The Times, 6th November 1805
Yet King George III himself, moved to tears by the tidings from the Mediterranean, would venture a step further — "We have lost more than we have gained".
This is the story of what was truly lost that day.
From the Rectory to the Roof of the World
It is both curious and entirely appropriate that the life of so transcendent a hero should begin in holiness. For Horatio Nelson was born on the 29th September 1758 in the rectory of the Norfolk village of Burnham Thorpe, as the sixth of the eleven children of the Reverend Edmund Nelson and Catherine Suckling. Faith, indeed, would define much of the life of a boy who would one day mature into one of the greatest foes of the French Revolution.
In his more earthly aspirations however, Horatio would turn to one Maurice Suckling, his maternal uncle and a decorated naval officer who had seen action in many of the century’s grandest conflicts. The allure of the waves and awe at the captain’s stories would have stirred the heart of any young boy. But this was not any young boy, and the late 18th century presented fewer barriers to the wild dreams of the most determined of boys.
Nelson indeed was not even a teenager when he decided to follow his uncle and enlist in the King’s navy. Suckling, while obliging, was however rather skeptical of the prospects of the sickly twelve year old Horatio, writing in a letter to the boy’s father:
“What has poor Horatio done, who is so weak, that he, above all the rest, should be sent to rough it out at sea?

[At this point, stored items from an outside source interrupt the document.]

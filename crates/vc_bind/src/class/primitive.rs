use alloc::boxed::Box;
use alloc::string::{String, ToString};
use core::fmt::Display;
use core::str::FromStr;

use crate::class::{Type, Typed};
use crate::{Bind, BoxError};

/// Parses text into a boxed value.
pub type ReadFn = fn(&str) -> Result<Box<dyn Bind>, BoxError>;

/// Formats a value as text, `None` if the value has another type.
pub type WriteFn = fn(&dyn Bind) -> Option<String>;

// -----------------------------------------------------------------------------
// PrimitiveInfo

/// A type stored as text: an attribute value or the text of an element.
///
/// # Examples
///
/// ```
/// use vc_bind::class::Typed;
///
/// let info = <u16 as Typed>::class().as_primitive().unwrap();
/// let value = info.read("42").unwrap();
/// assert_eq!(value.downcast_ref::<u16>(), Some(&42));
/// assert_eq!(info.write(&*value).as_deref(), Some("42"));
/// assert!(info.read("x").is_err());
/// ```
#[derive(Clone, Debug)]
pub struct PrimitiveInfo {
    ty: Type,
    read: ReadFn,
    write: WriteFn,
}

impl PrimitiveInfo {
    #[inline]
    pub const fn new(ty: Type, read: ReadFn, write: WriteFn) -> Self {
        Self { ty, read, write }
    }

    /// A primitive read with [`FromStr`] and written with [`Display`].
    pub fn parsed<T>(ty: Type) -> Self
    where
        T: Typed + FromStr + Display,
        T::Err: Display,
    {
        Self {
            ty,
            read: |text| match text.parse::<T>() {
                Ok(value) => Ok(Box::new(value)),
                Err(e) => Err(e.to_string().into()),
            },
            write: |value| value.downcast_ref::<T>().map(ToString::to_string),
        }
    }

    #[inline]
    pub const fn ty(&self) -> &Type {
        &self.ty
    }

    #[inline]
    pub fn read(&self, text: &str) -> Result<Box<dyn Bind>, BoxError> {
        (self.read)(text)
    }

    #[inline]
    pub fn write(&self, value: &dyn Bind) -> Option<String> {
        (self.write)(value)
    }
}
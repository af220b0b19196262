use alloc::format;
use alloc::vec::Vec;

use crate::class::Class;
use crate::descriptor::{Access, BaseDescriptor, ClassDescriptor, DefaultDescriptor, DefaultType};
use crate::scan::{Contact, annotation_of};
use crate::{Error, Result};

// -----------------------------------------------------------------------------
// MethodPart

/// The role of an accessor method, read from its name.
#[derive(Debug, Clone, Copy, PartialEq, Eq)]
pub enum MethodType {
    /// `get_name` or a bare `name`.
    Get,
    /// `is_name`, for flags.
    Is,
    /// `set_name`.
    Set,
}

/// One half of a property accessor pair.
///
/// # Examples
///
/// ```
/// use vc_bind::scan::{MethodPart, MethodType};
///
/// let getter = MethodPart::getter("is_enabled");
/// assert_eq!(getter.kind(), MethodType::Is);
/// assert_eq!(getter.property(), "enabled");
///
/// let setter = MethodPart::setter("set_enabled").unwrap();
/// assert_eq!(setter.property(), getter.property());
/// assert!(MethodPart::setter("enabled").is_err());
/// ```
#[derive(Debug, Clone, Copy, PartialEq, Eq)]
pub struct MethodPart {
    method: &'static str,
    property: &'static str,
    kind: MethodType,
}

impl MethodPart {
    pub fn getter(method: &'static str) -> Self {
        if let Some(property) = method.strip_prefix("get_") {
            return Self {
                method,
                property,
                kind: MethodType::Get,
            };
        }
        if let Some(property) = method.strip_prefix("is_") {
            return Self {
                method,
                property,
                kind: MethodType::Is,
            };
        }
        Self {
            method,
            property: method,
            kind: MethodType::Get,
        }
    }

    pub fn setter(method: &'static str) -> Result<Self> {
        match method.strip_prefix("set_") {
            Some(property) if !property.is_empty() => Ok(Self {
                method,
                property,
                kind: MethodType::Set,
            }),
            _ => Err(Error::Method(format!("Method '{method}' is not a setter"))),
        }
    }

    #[inline]
    pub fn method(&self) -> &'static str {
        self.method
    }

    #[inline]
    pub fn property(&self) -> &'static str {
        self.property
    }

    #[inline]
    pub fn kind(&self) -> MethodType {
        self.kind
    }
}

// -----------------------------------------------------------------------------
// MethodScanner

/// Collects the property contacts declared directly on one struct.
///
/// A property is named after its getter. A setter must be named
/// `set_` followed by the same property name.
pub struct MethodScanner;

impl MethodScanner {
    pub fn scan(
        descriptor: &ClassDescriptor,
        owner: &'static Class,
        default: Option<&DefaultDescriptor>,
        path: &[BaseDescriptor],
    ) -> Result<Vec<Contact>> {
        let mut contacts = Vec::new();
        for member in descriptor.members() {
            let Access::Property { getter, setter, .. } = member.access() else {
                continue;
            };
            let get = MethodPart::getter(*getter);
            if let Some(setter) = *setter {
                let set = MethodPart::setter(setter)?;
                if set.property() != get.property() {
                    return Err(Error::Method(format!(
                        "Method '{}' does not match '{}' in {owner}",
                        set.method(),
                        get.method()
                    )));
                }
            }
            let Some(annotation) = annotation_of(member, default, DefaultType::Property) else {
                continue;
            };
            contacts.push(Contact::new(
                get.property(),
                member.class(),
                owner,
                annotation,
                *member.access(),
                path.to_vec(),
                member.namespace().copied(),
                member.since(),
            ));
        }
        Ok(contacts)
    }
}
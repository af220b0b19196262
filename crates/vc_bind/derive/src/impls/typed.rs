use proc_macro2::TokenStream;
use quote::quote;
use syn::Generics;

use crate::derive_data::XmlMeta;

/// Generate implementation code for `Typed`.
///
/// `class_tokens` builds the `Class`; it runs once per type, or once
/// per instantiation of a generic type.
pub(crate) fn impl_typed(meta: &XmlMeta, generics: &Generics, class_tokens: TokenStream) -> TokenStream {
    let class_ = crate::path::class_(meta.vc_bind_path());

    let inner_cell_tokens = if meta.impl_with_generic() {
        quote! {
            static CELL: #class_::GenericClassCell = #class_::GenericClassCell::new();
            CELL.get_or_insert::<Self>(|| {
                #class_tokens
            })
        }
    } else {
        quote! {
            static CELL: #class_::NonGenericClassCell = #class_::NonGenericClassCell::new();
            CELL.get_or_init(|| {
                #class_tokens
            })
        }
    };

    let ident = meta.ident();
    let (impl_generics, ty_generics, where_clause) = generics.split_for_impl();

    quote! {
        impl #impl_generics #class_::Typed for #ident #ty_generics #where_clause {
            fn class() -> &'static #class_::Class {
                #inner_cell_tokens
            }
        }
    }
}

But let him come; and the first time we go into action, a cannon-ball may knock off his head, and provide for him at once”
Captain Maurice Suckling, on his nephew Horatio Nelson
Thus on New Year’s Day 1771, young Horatio reported to the deck of HMS Raisonnable, where he cut a figure so unassuming that it was not until the second day that any thought to offer him food or lodging. Nevertheless, Suckling rapidly raised him to the rank of midshipman, the lowest rung of officer.

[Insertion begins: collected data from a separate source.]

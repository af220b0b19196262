use alloc::vec::Vec;

use vc_node::OutputNode;

use crate::descriptor::NamespaceDescriptor;

/// Places elements in namespaces and declares prefixes on them.
///
/// ```
/// use vc_bind::descriptor::NamespaceDescriptor;
/// use vc_bind::label::Decorator;
/// use vc_node::{Format, NodeWriter};
///
/// let writer = NodeWriter::new(Format::new().with_indent(0));
/// let node = writer.document().child("book").unwrap();
///
/// Decorator::new(Some(NamespaceDescriptor::new("urn:books", "b")), Vec::new()).decorate(&node);
/// node.commit();
///
/// assert_eq!(writer.finish().unwrap(), r#"<b:book xmlns:b="urn:books"/>"#);
/// ```
#[derive(Debug, Clone, Default, PartialEq)]
pub struct Decorator {
    namespace: Option<NamespaceDescriptor>,
    declarations: Vec<NamespaceDescriptor>,
}

impl Decorator {
    pub fn new(namespace: Option<NamespaceDescriptor>, declarations: Vec<NamespaceDescriptor>) -> Self {
        Self {
            namespace,
            declarations,
        }
    }

    #[inline]
    pub fn namespace(&self) -> Option<&NamespaceDescriptor> {
        self.namespace.as_ref()
    }

    #[inline]
    pub fn declarations(&self) -> &[NamespaceDescriptor] {
        &self.declarations
    }

    pub fn is_empty(&self) -> bool {
        self.namespace.is_none() && self.declarations.is_empty()
    }

    pub fn decorate(&self, node: &OutputNode) {
        for declaration in &self.declarations {
            node.declare(declaration.reference(), declaration.prefix());
        }
        if let Some(namespace) = &self.namespace {
            if node.prefix_of(namespace.reference()).is_none() {
                node.declare(namespace.reference(), namespace.prefix());
            }
            node.set_reference(namespace.reference());
        }
    }
}

#[cfg(test)]
mod tests {
    use alloc::vec;

    use pretty_assertions::assert_eq;

    use vc_node::{Format, NodeWriter};

    use super::Decorator;
    use crate::descriptor::NamespaceDescriptor;

    #[test]
    fn inherited_prefix_is_not_redeclared() {
        let writer = NodeWriter::new(Format::new().with_indent(0));
        let root = writer.document().child("library").unwrap();
        Decorator::new(None, vec![NamespaceDescriptor::new("urn:books", "b")]).decorate(&root);

        let book = root.child("book").unwrap();
        let member = Decorator::new(Some(NamespaceDescriptor::new("urn:books", "x")), vec![]);
        member.decorate(&book);
        root.commit();

        assert_eq!(
            writer.finish().unwrap(),
            r#"<library xmlns:b="urn:books"><b:book/></library>"#
        );
    }
}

Ironically, England’s greatest seaman soon discovered he suffered from an ailment that would plague him until the day he died — seasickness. Yet while fighting the motion of the waves and bemusement of his elder colleagues, few could have imagined that Horatio would one day be the image of personal bravery.
When the Raisonnable was stood down as tensions with Spain dissipated, Horatio was soon reassigned to the Mary Ann, a cargo-laden Indiaman bound for the Caribbean, so as to garner his first true experience of the sea. “I returned a practical seaman”, Nelson recalled of it, though “with a horror of the Royal Navy”.
Escorting merchant wares was hardly the enterprise of heroes. Fortunately, more adventurous offerings were soon to present themselves. In 1773, Captain Constantine Phipps was tasked with leading an expedition to seek out the fabled North East Passage, by which India might one day be reached by skirting Russia in place of Africa. Upon hearing of this, Horatio knew at once that he had to be a part of it.
Soon after, Suckling arranged for him to be attached to one of the two vessels chosen for the expedition, HMS Carcass, as a coxswain (navigator) to Commander Skeffington Lutwidge. At fifteen, Horatio Nelson had already crossed the Atlantic twice, and was now bound for the Arctic Circle.
Dicing with Death
Departing the Deptford docks in June 1773, HMS Racehorse and Carcass passed the rough coasts of Norway and entered the icy waters of the far north. Alas it would not be long before the two bomb vessels, chosen precisely for their hull strength, would find their passage frustrated by the mountainous ice fields of the Arctic.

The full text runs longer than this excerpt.